Data excerpts:
**********

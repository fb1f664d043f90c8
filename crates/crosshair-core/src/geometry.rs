// File: crates/crosshair-core/src/geometry.rs
// Summary: Lightweight geometry helpers for pixel math.

/// A position in pixel space.
#[derive(Clone, Copy, Debug, Default, PartialEq)]
pub struct Point {
    pub x: f64,
    pub y: f64,
}

impl Point {
    pub const fn new(x: f64, y: f64) -> Self { Self { x, y } }

    pub fn is_finite(&self) -> bool { self.x.is_finite() && self.y.is_finite() }
}

impl From<(f64, f64)> for Point {
    fn from((x, y): (f64, f64)) -> Self { Self { x, y } }
}

/// Axis-aligned rectangle; `width`/`height` may be negative when the rectangle
/// was spanned right-to-left (a zoom box dragged backwards).
#[derive(Clone, Copy, Debug, PartialEq)]
pub struct Rect {
    pub x: f64,
    pub y: f64,
    pub width: f64,
    pub height: f64,
}

impl Rect {
    pub const fn new(x: f64, y: f64, width: f64, height: f64) -> Self {
        Self { x, y, width, height }
    }

    /// Same rectangle with non-negative extents.
    pub fn normalized(&self) -> Self {
        let (x, width) = if self.width < 0.0 { (self.x + self.width, -self.width) } else { (self.x, self.width) };
        let (y, height) = if self.height < 0.0 { (self.y + self.height, -self.height) } else { (self.y, self.height) };
        Self { x, y, width, height }
    }

    pub fn left(&self) -> f64 { self.normalized().x }
    pub fn right(&self) -> f64 { let n = self.normalized(); n.x + n.width }
    pub fn top(&self) -> f64 { self.normalized().y }
    pub fn bottom(&self) -> f64 { let n = self.normalized(); n.y + n.height }
}
// File: crates/crosshair-render-skia/src/lib.rs
// Summary: Skia backend for the crosshair: a `DrawSurface` over a Skia canvas and headless PNG output.

pub mod png;
pub mod surface;

pub use png::{render_to_png, render_to_png_bytes, RenderOptions};
pub use surface::{to_skia_color, SkiaSurface};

**********

• **EXERCISE AIM**
Copy out, exactly and alone, the lines of the entries above between the ones holding "pub struct Point" and "let (x, width)", inclusive.

• **REPLY TO THE TASK**
pub struct Point {
    pub x: f64,
    pub y: f64,
}

impl Point {
    pub const fn new(x: f64, y: f64) -> Self { Self { x, y } }

    pub fn is_finite(&self) -> bool { self.x.is_finite() && self.y.is_finite() }
}

impl From<(f64, f64)> for Point {
    fn from((x, y): (f64, f64)) -> Self { Self { x, y } }
}

/// Axis-aligned rectangle; `width`/`height` may be negative when the rectangle
/// was spanned right-to-left (a zoom box dragged backwards).
#[derive(Clone, Copy, Debug, PartialEq)]
pub struct Rect {
    pub x: f64,
    pub y: f64,
    pub width: f64,
    pub height: f64,
}

impl Rect {
    pub const fn new(x: f64, y: f64, width: f64, height: f64) -> Self {
        Self { x, y, width, height }
    }

    /// Same rectangle with non-negative extents.
    pub fn normalized(&self) -> Self {
        let (x, width) = if self.width < 0.0 { (self.x + self.width, -self.width) } else { (self.x, self.width) };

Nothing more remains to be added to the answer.